(Stored data)
◇ ◇ ◇ ◇
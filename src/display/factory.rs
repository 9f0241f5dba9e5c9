/*
 *  display/factory.rs
 *
 *  lcdticker - stock forecasts on a character LCD
 *  (c) 2020-26 Stuart Hunter
 *
 *  Builds the display driver described by configuration
 *
 *  This program is free software: you can redistribute it and/or modify
 *  it under the terms of the GNU General Public License as published by
 *  the Free Software Foundation, either version 3 of the License, or
 *  (at your option) any later version.
 *
 *  This program is distributed in the hope that it will be useful,
 *  but WITHOUT ANY WARRANTY; without even the implied warranty of
 *  MERCHANTABILITY or FITNESS FOR A PARTICULAR PURPOSE.  See the
 *  GNU General Public License for more details.
 *
 *  See <http://www.gnu.org/licenses/> to get a copy of the GNU General
 *  Public License.
 *
 */

use lcdticker_driver_hd44780::address::board_revision;
use lcdticker_driver_hd44780::{
    AddressResolver, BusAddress, BusNumber, I2cDetectProber, LineLayout, LinuxTransport, Prober,
};
use log::{debug, info};

use crate::config::DisplayConfig;
use crate::display::drivers::emulated::EmulatedDriver;
use crate::display::drivers::hd44780::Hd44780Driver;
use crate::display::error::DisplayFactoryError;
use crate::display::traits::CharacterDisplay;

/// Type alias for boxed display driver trait objects
pub type BoxedDisplay = Box<dyn CharacterDisplay>;

const CPUINFO: &str = "/proc/cpuinfo";

/// Factory for creating display drivers from configuration
pub struct DisplayDriverFactory;

impl DisplayDriverFactory {
    /// Create a display driver from configuration
    ///
    /// The returned driver is constructed but not initialized.
    ///
    /// ```ignore
    /// let config = DisplayConfig {
    ///     address: Some(0x27),
    ///     lines: Some(2),
    ///     columns: Some(16),
    ///     ..Default::default()
    /// };
    ///
    /// let mut display = DisplayDriverFactory::create_from_config(&config)?;
    /// display.init()?;
    /// ```
    pub fn create_from_config(
        config: &DisplayConfig
    ) -> Result<BoxedDisplay, DisplayFactoryError> {
        let (lines, columns, backlight) = (config.lines(), config.columns(), config.backlight());
        if !LineLayout::new(lines, columns).fits_ddram() {
            return Err(DisplayFactoryError::ConfigError(format!(
                "{}x{} panel is not addressable", columns, lines
            )));
        }

        if config.emulated() {
            let address = config.address.unwrap_or(config.default_address());
            info!("Emulation mode enabled - software panel at 0x{:02X}", address);
            return Ok(Box::new(EmulatedDriver::new(address, lines, columns, backlight)?));
        }

        let bus = Self::select_bus(config);
        let address = if config.probe() {
            let mut prober = I2cDetectProber::new(config.probe_timeout());
            Self::resolve_address(config, bus, Some(&mut prober))?
        } else {
            Self::resolve_address(config, bus, None)?
        };

        let transport = LinuxTransport::open(bus, address)
            .map_err(|e| DisplayFactoryError::BusUnavailable(e.to_string()))?;

        Ok(Box::new(Hd44780Driver::new(transport, lines, columns, backlight)))
    }

    /// Configured bus, else the one the board revision wires to the header.
    pub fn select_bus(config: &DisplayConfig) -> BusNumber {
        if let Some(bus) = config.bus {
            return BusNumber(bus);
        }
        let revision = config.revision.unwrap_or_else(|| {
            std::fs::read_to_string(CPUINFO)
                .map(|s| board_revision(&s))
                .unwrap_or(2)
        });
        let bus = BusNumber::from_revision(revision);
        debug!("Board revision {} -> {}", revision, bus);
        bus
    }

    pub fn resolve_address(
        config: &DisplayConfig,
        bus: BusNumber,
        prober: Option<&mut dyn Prober>,
    ) -> Result<BusAddress, DisplayFactoryError> {
        let mut resolver = AddressResolver::new(Some(config.default_address()));
        if let Some(prober) = prober {
            resolver = resolver.with_prober(prober);
        }
        Ok(resolver.resolve(config.address, bus)?)
    }
}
◇ ◇ ◇ ◇
* TRY IT
Quote the records above from their first line through the line containing "use lcdticker_driver_hd44780::address::board_revision;", both ends included.

* WRITTEN RESPONSE
filename src/display/factory.rs
repository 9f0241f5dba9e5c9
/*
 *  display/factory.rs
 *
 *  lcdticker - stock forecasts on a character LCD
 *  (c) 2020-26 Stuart Hunter
 *
 *  Builds the display driver described by configuration
 *
 *  This program is free software: you can redistribute it and/or modify
 *  it under the terms of the GNU General Public License as published by
 *  the Free Software Foundation, either version 3 of the License, or
 *  (at your option) any later version.
 *
 *  This program is distributed in the hope that it will be useful,
 *  but WITHOUT ANY WARRANTY; without even the implied warranty of
 *  MERCHANTABILITY or FITNESS FOR A PARTICULAR PURPOSE.  See the
 *  GNU General Public License for more details.
 *
 *  See <http://www.gnu.org/licenses/> to get a copy of the GNU General
 *  Public License.
 *
 */

use lcdticker_driver_hd44780::address::board_revision;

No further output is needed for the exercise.